Maybe the pharmacists do think my case is strange.  Maybe my friend still hates hearing about my OCD and secretly believes that, if I just tried, I would be doing better. But today, I got a glimpse of another point of view - a point of view where not everyone is suspicious and condemning of my behavior.  A perspective from which not all is seen as a failure.  And you know what?  It was nice.  I was able to talk confidently with the pharmacist without feeling like she was secretly scrutinizing me, and I was able to openly tell my friend stories from the conference, stories he seemed to actually want to hear.  For once I felt like I deserved to walk into that pharmacy just as much as anyone else, and for once I wasn't afraid to share my thoughts about OCD with a close friend.

And, well, like I said - it was nice.

Thursday, August 5, 2010

Trust, Forgiveness, and Relinquishing Control

  

Like this sign, exposure therapy might seem a bit odd at first glance.  You mean I am supposed to walk through the mud?  You mean I am supposed to not wash when I feel like I should?  Why on earth would I want to do that? 

A big theme for me this week has been the issue of trust, and by that I mean, trusting my therapist.  I agree with his exposure recommendations.  I don't think that the things he asks me to do are ridiculous or unnecessary.  And I really do believe that, if I were to go with his suggestions, I would get better.  I have had enough experience with this disorder, recently and in my past, to feel confident in the use of CBT.  If it means I have to temporarily walk through the mud, so be it, I understand the purpose and know enough to believe that it works.

I have also read lots of literature on OCD, am quickly developing my own little OCD library, and even went to the International OCD Foundation's annual conference to learn even more about the disorder and others' experiences with it.  I feel like I have become a sort of amateur expert on the topic of OCD and its treatment.  So with all that I know and have experienced, what's the hang up?  The thing is, even if I know what I need to do to get better, I'm still waiting for it to feel "right" before I commit wholeheartedly and without exception, especially when it's most difficult.

This is not a new issue for me.  From the beginning I have dragged my feet through the work of recovery.  I have come a long way, but it has been a bumpy road full of OCD potholes, wrong turns that have lead me back to previous points, and lots of second-guessing at every intersection where my OCD urges and my therapist's recommendations have crossed paths and gone off in two different directions.  I have taken a lot of detours that I knew were probably unnecessary, "just to be safe," and I have often come to those intersections, known which way my therapist would recommend, and still turned the other way, convinced that it was not yet the "right" time to commit to my destination of recovery.  "Not yet!" OCD protests, "You're not ready!  It would be careless to set off down that path at this moment in time.  Wait another day, wait until your next session.  When you see your therapist again you can double check that your directions are correct and then you can continue onward in your journey.  Just don't go yet.  It would be irresponsible.  You must wait!"

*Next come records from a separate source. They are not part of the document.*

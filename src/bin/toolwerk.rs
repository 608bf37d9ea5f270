use std::{
    fs,
    path::{Path, PathBuf},
    sync::Arc,
};

use clap::{Args, Parser, Subcommand, ValueEnum};
use toolwerk::{
    load_suite,
    providers::openai::OpenAI,
    Engine,
    EngineConfig,
    EvalRequest,
    InMemorySuiteStore,
    JobEvent,
    LLMProvider,
    LlmMetaModel,
    ParamTuningRequest,
    ParamValue,
    PromptTuningRequest,
    RequestParams,
    RunOutcome,
    SearchSpace,
    SearchStrategy,
    TuningMode,
};
use tracing_subscriber::{layer::SubscriberExt, util::SubscriberInitExt};
use uuid::Uuid;

#[derive(Parser)]
#[command(name = "toolwerk")]
#[command(about = "Evaluate and tune tool-calling behavior of LLMs")]
struct Cli {
    /// Suite file (YAML/JSON)
    #[arg(long, global = true, default_value = "suites/default.yaml")]
    suite: PathBuf,

    /// Engine config file (YAML/JSON)
    #[arg(long, global = true)]
    config: Option<PathBuf>,

    /// Model identifier; repeat to compare several models
    #[arg(long = "model", global = true)]
    models: Vec<String>,

    /// System prompt used by the models under test
    #[arg(long, global = true)]
    system_prompt: Option<String>,

    /// Fixed request parameter, `name=value` (repeatable)
    #[arg(long = "param", global = true)]
    params: Vec<String>,

    /// Output path for the final run record (JSON)
    #[arg(long, global = true)]
    out: Option<PathBuf>,

    #[command(subcommand)]
    command: Command,
}

#[derive(Subcommand)]
enum Command {
    /// Score every case against every model once
    Eval,
    /// Search request parameters
    TuneParams(TuneParamsArgs),
    /// Evolve the system prompt with a meta-model
    TunePrompt(TunePromptArgs),
}

#[derive(Debug, Clone, ValueEnum)]
enum StrategyKind {
    Grid,
    Random,
    Bayesian,
}

#[derive(Args)]
struct TuneParamsArgs {
    /// Search space file (YAML/JSON)
    #[arg(long)]
    space: PathBuf,

    #[arg(long, value_enum, default_value = "grid")]
    strategy: StrategyKind,

    /// Samples for random search, trials for Bayesian search
    #[arg(long, default_value_t = 20)]
    budget: usize,

    #[arg(long, default_value_t = 42)]
    seed: u64,
}

#[derive(Args)]
struct TunePromptArgs {
    /// Prompt the first generation is derived from
    #[arg(long)]
    base_prompt: Option<String>,

    #[arg(long, default_value_t = 5)]
    population: usize,

    /// Generations to evolve; 1 scores a single population
    #[arg(long, default_value_t = 1)]
    generations: usize,

    #[arg(long, default_value_t = 0.4)]
    selection_ratio: f64,

    /// Model that writes the prompt variants
    #[arg(long, default_value = "gpt-4o-mini")]
    meta_model: String,

    #[arg(long)]
    instructions: Option<String>,

    /// Library name for the winning prompt
    #[arg(long)]
    save_as: Option<String>,
}

fn default_system_prompt() -> &'static str {
    "You are a careful tool-calling assistant.\n\
Follow tool JSON schemas exactly.\n\
Call tools only when the request requires them."
}

fn parse_value(raw: &str) -> ParamValue {
    if let Ok(value) = raw.parse::<bool>() {
        return ParamValue::from(value);
    }
    if let Ok(value) = raw.parse::<i64>() {
        return ParamValue::from(value);
    }
    if let Ok(value) = raw.parse::<f64>() {
        return ParamValue::from(value);
    }
    ParamValue::from(raw)
}

fn parse_params(raw: &[String]) -> Result<RequestParams, String> {
    raw.iter()
        .map(|pair| {
            let (name, value) = pair
                .split_once('=')
                .ok_or_else(|| format!("expected name=value, got `{pair}`"))?;
            Ok((name.trim().to_string(), parse_value(value.trim())))
        })
        .collect()
}

fn ensure_parent_dir(path: &Path) -> std::io::Result<()> {
    if let Some(parent) = path.parent() {
        if !parent.as_os_str().is_empty() {
            fs::create_dir_all(parent)?;
        }
    }
    Ok(())
}

fn default_out_path() -> PathBuf {
    let ts = chrono::Utc::now().format("%Y%m%dT%H%M%SZ").to_string();
    PathBuf::from(format!("runs/{ts}.json"))
}

fn load_space(path: &Path) -> Result<SearchSpace, Box<dyn std::error::Error>> {
    let raw = fs::read_to_string(path)?;
    if path.extension().and_then(|s| s.to_str()) == Some("json") {
        Ok(serde_json::from_str(&raw)?)
    } else {
        Ok(serde_yaml::from_str(&raw)?)
    }
}

#[tokio::main]
async fn main() -> Result<(), Box<dyn std::error::Error>> {
    dotenvy::dotenv().ok();
    tracing_subscriber::registry()
        .with(tracing_subscriber::EnvFilter::new(
            std::env::var("RUST_LOG").unwrap_or_else(|_| "info,toolwerk=debug".into()),
        ))
        .with(tracing_subscriber::fmt::layer().with_writer(std::io::stderr))
        .init();

    let cli = Cli::parse();
    if cli.models.is_empty() {
        eprintln!("At least one --model is required.");
        std::process::exit(2);
    }

    let config = match &cli.config {
        Some(path) => EngineConfig::from_path(path)?,
        None => EngineConfig::default(),
    }
    .with_env_overrides();

    let suite = load_suite(&cli.suite)?;
    let suite_id = suite.id.clone();
    let suites = InMemorySuiteStore::new();
    suites.insert(suite).await;

    let provider: Arc<dyn LLMProvider> = Arc::new(OpenAI::from_env()?);
    let mut builder = Engine::builder(provider.clone(), Arc::new(suites)).with_config(config);
    if let Command::TunePrompt(args) = &cli.command {
        builder = builder.with_meta_model(Arc::new(LlmMetaModel::new(provider.clone(), args.meta_model.clone())));
    }
    let engine = builder.build();

    let params = parse_params(&cli.params)?;
    let system_prompt = cli
        .system_prompt
        .clone()
        .unwrap_or_else(|| default_system_prompt().to_string());

    let run_id = match &cli.command {
        Command::Eval => {
            let request = EvalRequest::new(suite_id.clone(), cli.models.clone())
                .with_system_prompt(system_prompt)
                .with_params(params);
            engine.start_eval(&suite_id, request).await?
        }
        Command::TuneParams(args) => {
            let space = load_space(&args.space)?;
            let strategy = match args.strategy {
                StrategyKind::Grid => SearchStrategy::Grid,
                StrategyKind::Random => SearchStrategy::Random {
                    n_samples: args.budget,
                    seed: args.seed,
                },
                StrategyKind::Bayesian => SearchStrategy::Bayesian {
                    n_trials: args.budget,
                    seed: args.seed,
                    settings: None,
                },
            };
            let request = ParamTuningRequest::new(suite_id.clone(), cli.models.clone(), space, strategy)
                .with_system_prompt(system_prompt)
                .with_base_params(params);
            engine.start_param_tuning(&suite_id, request).await?
        }
        Command::TunePrompt(args) => {
            let mode = if args.generations > 1 {
                TuningMode::Evolutionary {
                    generations: args.generations,
                    selection_ratio: args.selection_ratio,
                }
            } else {
                TuningMode::Quick
            };
            let base_prompt = args.base_prompt.clone().unwrap_or(system_prompt);
            let mut request =
                PromptTuningRequest::new(suite_id.clone(), cli.models.clone(), base_prompt, args.population, mode);
            request.params = params;
            request.instructions = args.instructions.clone();
            request.save_as = args.save_as.clone();
            engine.start_prompt_tuning(&suite_id, request).await?
        }
    };

    follow(&engine, run_id).await?;

    let run = engine.get_run(run_id).await?;
    let out_path = cli.out.clone().unwrap_or_else(default_out_path);
    ensure_parent_dir(&out_path)?;
    fs::write(&out_path, serde_json::to_vec_pretty(&run)?)?;
    eprintln!("Run {run_id} ({:?}) written to {}", run.status, out_path.display());

    match &run.outcome {
        Some(RunOutcome::Eval(summary)) => summary.print(),
        Some(RunOutcome::ParamTuning(outcome)) => {
            println!(
                "{} search: {}/{} combos evaluated{}",
                outcome.strategy,
                outcome.evaluated,
                outcome.planned,
                if outcome.converged { ", converged" } else { "" }
            );
            if let Some(best) = &outcome.best {
                println!("  best: {} on {} (score {:.3})", best.combo, best.model, best.score);
            }
        }
        Some(RunOutcome::PromptTuning(outcome)) => {
            println!(
                "{} prompt tuning: {} generations, means {:?}",
                outcome.mode, outcome.generations_run, outcome.generation_means
            );
            if let Some(reason) = &outcome.stopped_early {
                println!("  stopped early: {reason}");
            }
            if let Some(best) = &outcome.best {
                println!("  best (score {:.3}, generation {}):\n{}", best.score, best.generation, best.text);
            }
        }
        None => {
            if let Some(error) = &run.error {
                eprintln!("Run failed: {error}");
            }
            std::process::exit(1);
        }
    }

    Ok(())
}

async fn follow(engine: &Engine, run_id: Uuid) -> Result<(), Box<dyn std::error::Error>> {
    let mut events = engine.subscribe(run_id, 0).await?;
    while let Some(envelope) = events.next().await {
        match &envelope.event {
            JobEvent::Init { total, description } => eprintln!("[{}] {description} ({total} evaluations)", envelope.seq),
            JobEvent::Progress { fraction, activity, .. } => {
                eprintln!("[{}] {:>5.1}% {activity}", envelope.seq, fraction * 100.0)
            }
            JobEvent::ItemResult { item } => eprintln!("[{}] result {}", envelope.seq, item.key()),
            JobEvent::Failed { error, .. } => eprintln!("[{}] failed: {error}", envelope.seq),
            other => eprintln!("[{}] {}", envelope.seq, other.name()),
        }
    }
    Ok(())
}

OCD likes to tell me that it's too late in the day, that I don't have the right supplies, that I may have heard the directions wrong, or that maybe my therapist would change his mind if he knew how this time was different.   These are just a few of the infinite excuses OCD comes up with to stall the journey.  It knows I know the way, so instead of leading me down the wrong path altogether, it does everything it can to stall the inevitable by talking me into waiting, or making a wrong turn just this one time, because, you know, this one, well, "it's different."  Secretly I want to go barreling down the road to freedom, and yet OCD doubt keeps me moving forward at a crawl, telling me that the time will come when I can put my foot on the gas...just not yet, not all at once...

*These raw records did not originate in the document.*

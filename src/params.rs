use std::{collections::BTreeMap, fmt};

use serde::{Deserialize, Serialize};
use serde_json::Value;

const FLOAT_TOLERANCE: f64 = 1e-9;

/// A single concrete value for a request parameter.
#[derive(Debug, Clone, Serialize, Deserialize)]
#[serde(untagged)]
pub enum ParamValue {
    Bool(bool),
    Int(i64),
    Float(f64),
    Text(String),
}

impl ParamValue {
    pub fn as_f64(&self) -> Option<f64> {
        match self {
            ParamValue::Int(value) => Some(*value as f64),
            ParamValue::Float(value) => Some(*value),
            _ => None,
        }
    }

    pub fn as_str(&self) -> Option<&str> {
        match self {
            ParamValue::Text(value) => Some(value),
            _ => None,
        }
    }

    pub fn to_json(&self) -> Value {
        match self {
            ParamValue::Bool(value) => Value::Bool(*value),
            ParamValue::Int(value) => Value::from(*value),
            ParamValue::Float(value) => serde_json::Number::from_f64(*value)
                .map(Value::Number)
                .unwrap_or(Value::Null),
            ParamValue::Text(value) => Value::String(value.clone()),
        }
    }
}

impl PartialEq for ParamValue {
    fn eq(&self, other: &Self) -> bool {
        match (self, other) {
            (ParamValue::Bool(a), ParamValue::Bool(b)) => a == b,
            (ParamValue::Text(a), ParamValue::Text(b)) => a == b,
            _ => match (self.as_f64(), other.as_f64()) {
                (Some(a), Some(b)) => (a - b).abs() <= FLOAT_TOLERANCE,
                _ => false,
            },
        }
    }
}

impl fmt::Display for ParamValue {
    fn fmt(&self, f: &mut fmt::Formatter<'_>) -> fmt::Result {
        match self {
            ParamValue::Bool(value) => write!(f, "{value}"),
            ParamValue::Int(value) => write!(f, "{value}"),
            ParamValue::Float(value) => write!(f, "{}", trim_float(*value)),
            ParamValue::Text(value) => f.write_str(value),
        }
    }
}

impl From<f64> for ParamValue {
    fn from(value: f64) -> Self {
        ParamValue::Float(value)
    }
}

impl From<i64> for ParamValue {
    fn from(value: i64) -> Self {
        ParamValue::Int(value)
    }
}

impl From<bool> for ParamValue {
    fn from(value: bool) -> Self {
        ParamValue::Bool(value)
    }
}

impl From<&str> for ParamValue {
    fn from(value: &str) -> Self {
        ParamValue::Text(value.to_string())
    }
}

impl From<String> for ParamValue {
    fn from(value: String) -> Self {
        ParamValue::Text(value)
    }
}

fn trim_float(value: f64) -> String {
    let text = format!("{value:.6}");
    let text = text.trim_end_matches('0');
    text.strip_suffix('.').map(|s| format!("{s}.0")).unwrap_or_else(|| text.to_string())
}

/// Concrete request parameters handed to the invocation adapter.
///
/// Generated combos are `RequestParams` too; their identity is [`RequestParams::key`].
#[derive(Debug, Clone, Default, PartialEq, Serialize, Deserialize)]
#[serde(transparent)]
pub struct RequestParams {
    values: BTreeMap<String, ParamValue>,
}

pub type Combo = RequestParams;

impl RequestParams {
    pub fn new() -> Self {
        Self::default()
    }

    pub fn with(mut self, name: impl Into<String>, value: impl Into<ParamValue>) -> Self {
        self.insert(name, value);
        self
    }

    pub fn insert(&mut self, name: impl Into<String>, value: impl Into<ParamValue>) {
        self.values.insert(name.into(), value.into());
    }

    pub fn get(&self, name: &str) -> Option<&ParamValue> {
        self.values.get(name)
    }

    pub fn remove(&mut self, name: &str) -> Option<ParamValue> {
        self.values.remove(name)
    }

    pub fn iter(&self) -> impl Iterator<Item = (&String, &ParamValue)> {
        self.values.iter()
    }

    pub fn is_empty(&self) -> bool {
        self.values.is_empty()
    }

    pub fn len(&self) -> usize {
        self.values.len()
    }

    /// Parameters layered over `self`; values in `overrides` win.
    pub fn merged(&self, overrides: &RequestParams) -> RequestParams {
        let mut merged = self.clone();
        for (name, value) in overrides.iter() {
            merged.values.insert(name.clone(), value.clone());
        }
        merged
    }

    /// Stable identity string, e.g. `temperature=0.5,tool_choice=auto`.
    pub fn key(&self) -> String {
        self.values
            .iter()
            .map(|(name, value)| format!("{name}={value}"))
            .collect::<Vec<_>>()
            .join(",")
    }
}

impl fmt::Display for RequestParams {
    fn fmt(&self, f: &mut fmt::Formatter<'_>) -> fmt::Result {
        if self.values.is_empty() {
            return f.write_str("{}");
        }
        write!(f, "{{{}}}", self.key())
    }
}

impl FromIterator<(String, ParamValue)> for RequestParams {
    fn from_iter<T: IntoIterator<Item = (String, ParamValue)>>(iter: T) -> Self {
        Self {
            values: iter.into_iter().collect(),
        }
    }
}

#[cfg(test)]
mod tests {
    use super::{ParamValue, RequestParams};

    #[test]
    fn key_is_independent_of_insertion_order() {
        let a = RequestParams::new().with("tool_choice", "auto").with("temperature", 0.5);
        let b = RequestParams::new().with("temperature", 0.5).with("tool_choice", "auto");
        assert_eq!(a.key(), b.key());
        assert_eq!(a.key(), "temperature=0.5,tool_choice=auto");
    }

    #[test]
    fn ints_and_floats_compare_numerically() {
        assert_eq!(ParamValue::Int(1), ParamValue::Float(1.0));
        assert_ne!(ParamValue::Text("1".into()), ParamValue::Int(1));
    }

    #[test]
    fn untagged_deserialization_prefers_integers() {
        let value: ParamValue = serde_json::from_str("3").unwrap();
        assert!(matches!(value, ParamValue::Int(3)));
        let value: ParamValue = serde_json::from_str("0.7").unwrap();
        assert!(matches!(value, ParamValue::Float(_)));
    }
}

But I am starting to realize that even OCD is running out new excuses to give.  I have built so much trust in my therapist over the last several months.  Even by my standards, I feel that he understands what's going through my head enough to know just how one simple change can wreak havoc on a number of different things in my world in domino-like effect.  At first I felt like he didn't understand, and that often kept me from complying.  I felt like even he, an OCD specialist, couldn't see how one simple suggestion, one exposure, shattered not one, but a thousand OCD rules at once in many intricate and complex ways.  I have spent a lot of time trying to explain, but no matter what, the answer pretty much stays the same - do the exposure.  Whether or not he understands "perfectly" what is going on inside my head, the recommendation remains.  At this point, after all the setbacks and explanations and new strategies to get me to do what I know I need to do to get better, I have faith that my therapist knows what he is doing and that he knows what he asks me to do may be more complicated to me than it outwardly seems.  And yet, the answer, the solution to the problem, again remains the same.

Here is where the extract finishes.